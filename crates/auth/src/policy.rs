//! Policy consolidation: merge role path sets with allow-over-deny resolution.

use gatehouse_core::RoleDefinition;

/// Merged allow/deny path sets for one decision.
///
/// Duplicates are collapsed with first-seen order preserved, so output is
/// deterministic for a given input order while set *contents* stay
/// independent of input order.
#[derive(Debug, Clone, Default, PartialEq, Eq)]
pub struct ConsolidatedPolicy {
    pub allow: Vec<String>,
    pub deny: Vec<String>,
}

/// Merge the path sets of the given role definitions.
///
/// Every pattern present in both the allow union and the deny union is
/// removed from deny: allow always wins on an *exact* pattern match. Patterns
/// are compared as opaque strings; no wildcard containment is considered, so
/// a deny of `/foo/*` does not suppress an allow of `/foo/bar`. Policy
/// authors must not issue overlapping-but-not-identical allow/deny patterns
/// for the same role set.
pub fn consolidate(definitions: &[RoleDefinition]) -> ConsolidatedPolicy {
    let mut allow: Vec<String> = Vec::new();
    let mut deny: Vec<String> = Vec::new();

    for definition in definitions {
        for path in &definition.paths.allow {
            if !allow.contains(path) {
                allow.push(path.clone());
            }
        }
        for path in &definition.paths.deny {
            if !deny.contains(path) {
                deny.push(path.clone());
            }
        }
    }

    deny.retain(|path| !allow.contains(path));

    ConsolidatedPolicy { allow, deny }
}
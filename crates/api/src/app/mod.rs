//! HTTP application wiring (axum router + service wiring).
//!
//! - `services.rs`: shared state handed to handlers
//! - `routes/`: HTTP routes + handlers
//! - `dto.rs`: request DTOs and JSON mapping
//! - `errors.rs`: consistent error responses

use std::sync::Arc;

use axum::{routing::get, Extension, Router};

use gatehouse_auth::{Authorizer, CredentialVerifier};
use gatehouse_store::{AuthStore, SecretStore};

use crate::middleware;

pub mod dto;
pub mod errors;
pub mod routes;
pub mod services;

/// Build the full HTTP router (public entrypoint used by `main.rs` and the
/// black-box tests).
pub fn build_app(
    store: Arc<dyn AuthStore>,
    secrets: Arc<dyn SecretStore>,
    secret_id: impl Into<String>,
) -> Router {
    let verifier = CredentialVerifier::new(secrets, secret_id);
    let authorizer = Arc::new(Authorizer::new(store.clone(), verifier));
    let auth_state = middleware::AuthState { authorizer };

    let services = Arc::new(services::AppServices { store });

    // Protected routes: every request goes through a full decision.
    let protected = routes::router()
        .layer(Extension(services))
        .layer(axum::middleware::from_fn_with_state(
            auth_state,
            middleware::auth_middleware,
        ));

    Router::new()
        .route("/health", get(routes::system::health))
        .merge(protected)
}
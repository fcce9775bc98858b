//! `gatehouse-api` — HTTP surface for the authorization core.
//!
//! Maps the decision engine and the membership mutators onto axum routes:
//! the auth middleware runs a full authorization decision per request and
//! injects the resulting context; the tenant-management endpoints expose the
//! three mutators with their 204/403/409/500 status conventions.

pub mod app;
pub mod context;
pub mod middleware;
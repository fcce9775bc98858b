//! In-memory `AuthStore` used by tests and the dev server.

use std::collections::HashMap;

use async_trait::async_trait;
use tokio::sync::RwLock;

use gatehouse_core::{RoleCatalog, RoleName, TenantId, TenantMembership, UserId, UserRecord};

use crate::auth_store::AuthStore;
use crate::error::StoreError;

/// `AuthStore` backed by process memory.
///
/// Mutation preconditions match what a conditional-update store would
/// enforce, so mutator tests exercise the same failure paths as production.
#[derive(Default)]
pub struct InMemoryStore {
    users: RwLock<HashMap<UserId, UserRecord>>,
    catalog: RwLock<Option<RoleCatalog>>,
}

impl InMemoryStore {
    pub fn new() -> Self {
        Self::default()
    }
}

#[async_trait]
impl AuthStore for InMemoryStore {
    async fn get_user(&self, user_id: &UserId) -> Result<Option<UserRecord>, StoreError> {
        Ok(self.users.read().await.get(user_id).cloned())
    }

    async fn put_user(&self, record: UserRecord) -> Result<(), StoreError> {
        self.users.write().await.insert(record.id.clone(), record);
        Ok(())
    }

    async fn append_membership(
        &self,
        user_id: &UserId,
        membership: TenantMembership,
        make_active: bool,
    ) -> Result<(), StoreError> {
        let mut users = self.users.write().await;
        let record = users.get_mut(user_id).ok_or(StoreError::ConditionFailed)?;

        // Both fields change together under the one write lock.
        let tenant_id = membership.id.clone();
        record.customers.push(membership);
        if make_active {
            record.active = Some(gatehouse_core::ActiveTenant {
                customer_id: tenant_id,
            });
        }
        Ok(())
    }

    async fn set_active_tenant(
        &self,
        user_id: &UserId,
        tenant_id: &TenantId,
    ) -> Result<(), StoreError> {
        let mut users = self.users.write().await;
        let record = users.get_mut(user_id).ok_or(StoreError::ConditionFailed)?;
        record.active = Some(gatehouse_core::ActiveTenant {
            customer_id: tenant_id.clone(),
        });
        Ok(())
    }

    async fn replace_membership_roles(
        &self,
        user_id: &UserId,
        tenant_id: &TenantId,
        roles: Vec<RoleName>,
    ) -> Result<(), StoreError> {
        let mut users = self.users.write().await;
        let record = users.get_mut(user_id).ok_or(StoreError::ConditionFailed)?;
        let membership = record
            .membership_mut(tenant_id)
            .ok_or(StoreError::ConditionFailed)?;
        membership.roles = roles;
        Ok(())
    }

    async fn get_role_catalog(&self) -> Result<Option<RoleCatalog>, StoreError> {
        Ok(self.catalog.read().await.clone())
    }

    async fn put_role_catalog(&self, catalog: RoleCatalog) -> Result<(), StoreError> {
        *self.catalog.write().await = Some(catalog);
        Ok(())
    }
}
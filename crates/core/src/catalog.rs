//! Global role catalog: role name → allow/deny path patterns.
//!
//! The catalog is a single global record, replaced wholesale by the seeding
//! job and only read by the decision path. Path patterns identify an HTTP
//! method plus resource path and may contain one wildcard segment; at this
//! layer they are opaque strings.

use serde::{Deserialize, Serialize};

use crate::id::RoleName;

/// Allow/deny path patterns for one role.
///
/// Seeding from a route table always produces empty deny lists, but
/// consolidation supports nonempty deny lists set through other means.
#[derive(Debug, Clone, Default, PartialEq, Eq, Serialize, Deserialize)]
pub struct RolePaths {
    #[serde(default)]
    pub allow: Vec<String>,
    #[serde(default)]
    pub deny: Vec<String>,
}

/// A named role and the path permissions it grants.
#[derive(Debug, Clone, PartialEq, Eq, Serialize, Deserialize)]
pub struct RoleDefinition {
    pub role: RoleName,
    pub paths: RolePaths,
}

/// The single global record holding every role definition.
#[derive(Debug, Clone, Default, PartialEq, Eq, Serialize, Deserialize)]
pub struct RoleCatalog {
    pub roles: Vec<RoleDefinition>,
}

/// One row of the static route table the catalog is seeded from:
/// a route pattern and the roles authorized to invoke it.
#[derive(Debug, Clone, PartialEq, Eq, Serialize, Deserialize)]
pub struct RouteGrant {
    pub route: String,
    pub roles: Vec<RoleName>,
}

impl RoleCatalog {
    pub fn find(&self, name: &RoleName) -> Option<&RoleDefinition> {
        self.roles.iter().find(|def| &def.role == name)
    }

    /// Invert a route table (route → authorized roles) into role definitions
    /// (role → allowed routes).
    ///
    /// Role order follows first appearance in the table; each role's allow
    /// list follows table order. Deny lists are always empty here.
    pub fn from_routes(routes: &[RouteGrant]) -> Self {
        let mut catalog = Self::default();
        for grant in routes {
            for role in &grant.roles {
                match catalog.roles.iter_mut().find(|def| &def.role == role) {
                    Some(def) => def.paths.allow.push(grant.route.clone()),
                    None => catalog.roles.push(RoleDefinition {
                        role: role.clone(),
                        paths: RolePaths {
                            allow: vec![grant.route.clone()],
                            deny: Vec::new(),
                        },
                    }),
                }
            }
        }
        catalog
    }
}
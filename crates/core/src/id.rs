//! Strongly-typed identifiers used across the domain.
//!
//! Identifiers are opaque strings: they originate in token payloads and store
//! keys that this system does not mint, so no format is assumed or enforced.

use serde::{Deserialize, Serialize};

/// Identifier of a user (actor identity, carried in the token payload).
#[derive(Debug, Clone, PartialEq, Eq, Hash, Serialize, Deserialize)]
#[serde(transparent)]
pub struct UserId(String);

/// Identifier of a tenant (multi-tenant boundary; "customer" in API wire shapes).
#[derive(Debug, Clone, PartialEq, Eq, Hash, Serialize, Deserialize)]
#[serde(transparent)]
pub struct TenantId(String);

/// Name of a role in the global role catalog.
#[derive(Debug, Clone, PartialEq, Eq, Hash, Serialize, Deserialize)]
#[serde(transparent)]
pub struct RoleName(String);

macro_rules! impl_string_newtype {
    ($t:ty) => {
        impl $t {
            pub fn new(value: impl Into<String>) -> Self {
                Self(value.into())
            }

            pub fn as_str(&self) -> &str {
                &self.0
            }

            pub fn into_string(self) -> String {
                self.0
            }
        }

        impl core::fmt::Display for $t {
            fn fmt(&self, f: &mut core::fmt::Formatter<'_>) -> core::fmt::Result {
                f.write_str(&self.0)
            }
        }

        impl From<String> for $t {
            fn from(value: String) -> Self {
                Self(value)
            }
        }

        impl From<&str> for $t {
            fn from(value: &str) -> Self {
                Self(value.to_string())
            }
        }

        impl AsRef<str> for $t {
            fn as_ref(&self) -> &str {
                &self.0
            }
        }
    };
}

impl_string_newtype!(UserId);
impl_string_newtype!(TenantId);
impl_string_newtype!(RoleName);
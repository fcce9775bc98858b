//! Secret retrieval boundary (token signing key lives behind this).

use std::collections::HashMap;

use async_trait::async_trait;

use crate::error::SecretError;

/// Read-only access to named secrets.
///
/// Fetches are idempotent and side-effect free, so a caller caching the
/// result may safely duplicate a fetch under a first-use race.
#[async_trait]
pub trait SecretStore: Send + Sync {
    /// Look up a secret by id. Absence is `Ok(None)`, not an error.
    async fn get_secret(&self, secret_id: &str) -> Result<Option<String>, SecretError>;
}

/// Fixed secrets held in process memory (tests, local runs).
#[derive(Default)]
pub struct InMemorySecrets {
    secrets: HashMap<String, String>,
}

impl InMemorySecrets {
    pub fn new() -> Self {
        Self::default()
    }

    pub fn with_secret(mut self, id: impl Into<String>, value: impl Into<String>) -> Self {
        self.secrets.insert(id.into(), value.into());
        self
    }
}

#[async_trait]
impl SecretStore for InMemorySecrets {
    async fn get_secret(&self, secret_id: &str) -> Result<Option<String>, SecretError> {
        Ok(self.secrets.get(secret_id).cloned())
    }
}
use axum::{routing::get, Router};

pub mod customers;
pub mod system;

/// All protected routes (auth middleware is layered on by `build_app`).
pub fn router() -> Router {
    Router::new()
        .nest("/customers", customers::router())
        .route("/whoami", get(system::whoami))
}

**REQUIREMENT**
From the first line of the records to the line containing "so output is", inclusive, transcribe everything exactly and leave out the rest.

**ANSWER BOX**
filename crates/auth/src/policy.rs
//! Policy consolidation: merge role path sets with allow-over-deny resolution.

use gatehouse_core::RoleDefinition;

/// Merged allow/deny path sets for one decision.
///
/// Duplicates are collapsed with first-seen order preserved, so output is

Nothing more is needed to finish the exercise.